Over the ensuing years, Graves has continued to produce incisive investigative
journalism that gets results. Presently in her second year as a fellow at
the Radcliffe Public Policy Institute (RPPI), Graves is best-known these
days for breaking the 1992 Washington Post story that detailed a
series of sexual misconduct charges against then-Sen. Bob Packwood of Oregon,
a story which led, eventually, to a probe by the Senate Ethics Committee
and, ultimately, to the senator's resignation.
The story behind the story reveals in Graves a commitment and tenacity one
can't discern from the headlines alone. In a recent interview in the comfortable
parlor of RPPI's Brattle Street headquarters, Graves talked about the experience.

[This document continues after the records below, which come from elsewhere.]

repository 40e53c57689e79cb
pub mod run;
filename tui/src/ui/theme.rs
use ratatui::style::{Color, Modifier, Style};

/// Palette of the dashboard. Dark mode keeps the neon-on-black look; light mode
/// inverts it onto a paper background.
#[derive(Debug, Clone, Copy)]
pub struct Theme {
    pub bg: Color,
    pub fg: Color,
    pub dim: Color,
    pub muted: Color,
    pub accent_cyan: Color,
    pub accent_magenta: Color,
    pub accent_yellow: Color,
    pub accent_red: Color,
    pub highlight: Color,
}

impl Theme {
    pub fn dark() -> Self {
        Self {
            bg: Color::Rgb(0, 0, 0),
            fg: Color::Rgb(57, 255, 20),
            dim: Color::Rgb(0, 190, 0),
            muted: Color::Rgb(80, 90, 80),
            accent_cyan: Color::Rgb(0, 255, 255),
            accent_magenta: Color::Rgb(255, 0, 255),
            accent_yellow: Color::Rgb(255, 255, 0),
            accent_red: Color::Rgb(255, 70, 70),
            highlight: Color::Rgb(0, 30, 0),
        }
    }

    pub fn light() -> Self {
        Self {
            bg: Color::Rgb(245, 245, 240),
            fg: Color::Rgb(20, 40, 90),
            dim: Color::Rgb(70, 90, 140),
            muted: Color::Rgb(160, 160, 160),
            accent_cyan: Color::Rgb(0, 120, 160),
            accent_magenta: Color::Rgb(160, 0, 140),
            accent_yellow: Color::Rgb(180, 120, 0),
            accent_red: Color::Rgb(200, 30, 30),
            highlight: Color::Rgb(220, 225, 240),
        }
    }

    pub fn for_mode(dark: bool) -> Self {
        if dark {
            Self::dark()
        } else {
            Self::light()
        }
    }

    /// Default full-screen style.
    pub fn base(&self) -> Style {
        Style::default().fg(self.fg).bg(self.bg)
    }

    pub fn border(&self) -> Style {
        Style::default().fg(self.dim).bg(self.bg)
    }

    pub fn title(&self) -> Style {
        Style::default().fg(self.fg).add_modifier(Modifier::BOLD)
    }

    pub fn text(&self) -> Style {
        Style::default().fg(self.fg)
    }

    pub fn dim(&self) -> Style {
        Style::default().fg(self.dim)
    }

    pub fn muted(&self) -> Style {
        Style::default().fg(self.muted)
    }

    pub fn highlight_bg(&self) -> Style {
        Style::default()
            .bg(self.highlight)
            .add_modifier(Modifier::BOLD)
    }

    pub fn warn(&self) -> Style {
        Style::default()
            .fg(self.accent_yellow)
            .add_modifier(Modifier::BOLD)
    }

    pub fn error(&self) -> Style {
        Style::default()
            .fg(self.accent_red)
            .add_modifier(Modifier::BOLD)
    }

    pub fn accent_cyan(&self) -> Style {
        Style::default()
            .fg(self.accent_cyan)
            .add_modifier(Modifier::BOLD)
    }

    pub fn accent_magenta(&self) -> Style {
        Style::default()
            .fg(self.accent_magenta)
            .add_modifier(Modifier::BOLD)
    }

    /// Mixes the foreground into the background; `amount` 0 is invisible, 1 is full strength.
    pub fn fade(&self, amount: f64) -> Color {
        mix(self.bg, self.fg, amount)
    }

    /// Background tint for heatmap cells, `amount` in `0..=1`.
    pub fn heat(&self, amount: f64) -> Color {
        mix(self.bg, self.accent_cyan, amount)
    }
}

fn mix(from: Color, to: Color, amount: f64) -> Color {
    let (Color::Rgb(r0, g0, b0), Color::Rgb(r1, g1, b1)) = (from, to) else {
        return to;
    };
    let t = amount.clamp(0.0, 1.0);
    let lerp = |a: u8, b: u8| (f64::from(a) + (f64::from(b) - f64::from(a)) * t).round() as u8;
    Color::Rgb(lerp(r0, r1), lerp(g0, g1), lerp(b0, b1))
}

#[cfg(test)]
mod tests {
    use super::*;

    #[test]
    fn fade_spans_background_to_foreground() {
        let t = Theme::dark();
        assert_eq!(t.fade(0.0), t.bg);
        assert_eq!(t.fade(1.0), t.fg);
        assert_eq!(t.fade(0.5), Color::Rgb(29, 128, 10));
    }
}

Breaking the Packwood Story
In the wake of Anita Hill's role in the Clarence Thomas confirmation hearings,
Graves began, in the spring of 1992, her own investigation into the problem
of sexual harassment on Capitol Hill. "It was such an obvious follow-up
story that I kept on expecting a major news organization to start looking
into the problem," said Graves, "and finally, when I saw it wasn't
happening, I decided to look into it myself."

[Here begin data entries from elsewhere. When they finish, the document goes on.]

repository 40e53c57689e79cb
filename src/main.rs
use std::{env, time::Duration};

use log::{info, warn};
use tokio::{signal, time};

use nn_dashboard::{
    DashboardConfig, IntervalScheduler, MetricsGenerator, RunState, TrainingDriver, Visuals,
};

/// How often the runner checks the driver's timer.
const POLL_PERIOD: Duration = Duration::from_millis(50);

#[tokio::main]
async fn main() -> anyhow::Result<()> {
    env_logger::init();

    let config = DashboardConfig::resolve(env::args().nth(1))?;
    let seed = config.noise_seed();
    info!(
        variant = config.variant.label(),
        max_epochs = config.max_epochs,
        seed;
        "starting headless run"
    );

    let mut driver = TrainingDriver::new(
        config.driver_config()?,
        config.variant,
        MetricsGenerator::new(Some(seed)),
        IntervalScheduler::new(),
    );
    let mut visuals = Visuals::new(*driver.topology(), config.cadence, seed);

    driver.start(&mut visuals);
    info!("{}", visuals.status().message);

    let run = async {
        let mut ticker = time::interval(POLL_PERIOD);
        while driver.state() != RunState::Finished {
            ticker.tick().await;
            if driver.poll(&mut visuals) > 0 {
                let status = visuals.status();
                info!(
                    "{} | val_loss={} acc={} progress={:.0}%",
                    status.message, status.val_loss, status.accuracy, status.progress_percent
                );
            }
        }
    };

    let completed = tokio::select! {
        _ = run => true,
        _ = signal::ctrl_c() => false,
    };

    if completed {
        println!("{}", serde_json::to_string_pretty(driver.history())?);
    } else {
        warn!("interrupted at epoch {}", driver.epoch());
    }

    Ok(())
}
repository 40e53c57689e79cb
pub mod draw;
pub mod layout;
pub mod theme;
pub mod widgets;
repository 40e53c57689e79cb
use ratatui::layout::{Constraint, Direction, Layout, Rect};

/// Computes the main layout regions.
///
/// # Returns
/// (header, body, logs)
pub fn vertical(area: Rect) -> (Rect, Rect, Rect) {
    let chunks = Layout::default()
        .direction(Direction::Vertical)
        .constraints([
            Constraint::Length(6),
            Constraint::Min(12),
            Constraint::Length(8),
        ])
        .split(area);

    (chunks[0], chunks[1], chunks[2])
}

/// Splits the header into (status, progress).
pub fn header(area: Rect) -> (Rect, Rect) {
    let rows = Layout::default()
        .direction(Direction::Vertical)
        .constraints([Constraint::Min(3), Constraint::Length(3)])
        .split(area);

    (rows[0], rows[1])
}

/// Splits the body into (tabs, chart, controls).
pub fn body(area: Rect) -> (Rect, Rect, Rect) {
    let cols = Layout::default()
        .direction(Direction::Horizontal)
        .constraints([Constraint::Percentage(55), Constraint::Percentage(45)])
        .split(area);

    let right = Layout::default()
        .direction(Direction::Vertical)
        .constraints([Constraint::Min(8), Constraint::Length(9)])
        .split(cols[1]);

    (cols[0], right[0], right[1])
}

/// Inner width of the loss chart panel for a terminal of size `area`.
pub fn chart_width(area: Rect) -> u16 {
    let (_, body_area, _) = vertical(area);
    let (_, chart_area, _) = body(body_area);
    chart_area.width.saturating_sub(2)
}

/// Splits the tab panel into (tab bar, content).
pub fn tabs(area: Rect) -> (Rect, Rect) {
    let rows = Layout::default()
        .direction(Direction::Vertical)
        .constraints([Constraint::Length(3), Constraint::Min(3)])
        .split(area);

    (rows[0], rows[1])
}

/// Evenly divides `area` into a `cols x rows` grid, row-major.
pub fn grid(area: Rect, cols: u32, rows: u32) -> Vec<Rect> {
    let row_areas = Layout::default()
        .direction(Direction::Vertical)
        .constraints(vec![Constraint::Ratio(1, rows); rows as usize])
        .split(area);

    row_areas
        .iter()
        .flat_map(|row| {
            Layout::default()
                .direction(Direction::Horizontal)
                .constraints(vec![Constraint::Ratio(1, cols); cols as usize])
                .split(*row)
                .to_vec()
        })
        .collect()
}

#[cfg(test)]
mod tests {
    use super::*;

    #[test]
    fn chart_width_follows_terminal() {
        assert_eq!(chart_width(Rect::new(0, 0, 100, 40)), 43);
        assert!(chart_width(Rect::new(0, 0, 200, 40)) > 43);
        assert_eq!(chart_width(Rect::new(0, 0, 0, 0)), 0);
    }
}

At first, the investigation was general but soon Graves noticed that one
senator's name came up "very frequently." Within a few weeks,
Graves learned of two specific charges of serious sexual misconduct by Sen.
Packwood, one which took place in 1969 and one in 1990. As she pointed out
in a recent interview with her journalistic alma mater, Common Cause
magazine, "it doesn't take a Sherlock Holmes to figure out that
there might be a pattern of improper conduct."
Graves approached Vanity Fair magazine with her fledgling story and,
although they initially made a deal, a contract dispute left Graves without
funding or sponsorship. Rather than drop the story, however, Graves decided
to continue the investigation on her own. From her home in Massachusetts,
Graves got on the telephone and spent months pursuing leads and trying to
persuade reluctant witnesses to come forward. When she approached The
Washington Post with the evidence she'd compiled, the newspaper teamed
her up with investigative reporter Charles Shepard. Their front page story,
detailing the allegations of 10 women describing Packwood's sexual misconduct,
took the capital by storm when it came out in the fall of 1992.
And the rest, as they say, is history: last September, after taking the
depositions of almost a score of women, and after discovering a series of
activities ranging from sexual misconduct to campaign finance abuses
to tampering with evidence, the Senate Ethics Committee voted 6-0
to recommend Packwood's expulsion from the Senate. Packwood resigned soon
after.
A Tradition of Muckraking
Graves's own history prepared her well for her work on the Packwood story.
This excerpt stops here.